»»

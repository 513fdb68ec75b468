//! Provider kind enumeration and default model mapping.
//!
//! Defines [`ProviderKind`] which identifies which LLM backend to use,
//! and [`default_model_for`] which returns the default model for each provider.

use anyhow::{anyhow, Error};
use std::str::FromStr;

/// Identifies which LLM provider to use.
#[derive(Debug, Clone, Copy, PartialEq, Eq)]
pub enum ProviderKind {
    /// OpenAI, or any OpenAI-compatible endpoint via `base_url`.
    OpenAI,
    /// Anthropic (Claude models).
    Anthropic,
    /// OpenRouter (multi-provider gateway).
    OpenRouter,
    /// Ollama (local models via OpenAI-compatible API).
    Ollama,
}

impl ProviderKind {
    /// Lowercase name used in config keys and environment variable prefixes.
    pub fn name(self) -> &'static str {
        match self {
            Self::OpenAI => "openai",
            Self::Anthropic => "anthropic",
            Self::OpenRouter => "openrouter",
            Self::Ollama => "ollama",
        }
    }
}

impl FromStr for ProviderKind {
    type Err = Error;

    /// Matching is case-insensitive. Returns an error for unknown providers.
    fn from_str(s: &str) -> Result<Self, Self::Err> {
        match s.to_lowercase().as_str() {
            "openai" => Ok(Self::OpenAI),
            "anthropic" => Ok(Self::Anthropic),
            "openrouter" => Ok(Self::OpenRouter),
            "ollama" => Ok(Self::Ollama),
            other => Err(anyhow!(
                "Unknown provider: {other}. Supported: openai, anthropic, openrouter, ollama"
            )),
        }
    }
}

/// Returns the default model identifier for a given provider.
pub fn default_model_for(provider: ProviderKind) -> &'static str {
    match provider {
        ProviderKind::OpenAI => crate::constants::DEFAULT_OPENAI_MODEL,
        ProviderKind::Anthropic => crate::constants::DEFAULT_ANTHROPIC_MODEL,
        ProviderKind::OpenRouter => crate::constants::DEFAULT_OPENROUTER_MODEL,
        ProviderKind::Ollama => crate::constants::OLLAMA_DEFAULT_MODEL,
    }
}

««

## Exercise goal
Please show, exactly as written, every line above that contains the word "anyhow".

## Exercise answer
use anyhow::{anyhow, Error};
            other => Err(anyhow!(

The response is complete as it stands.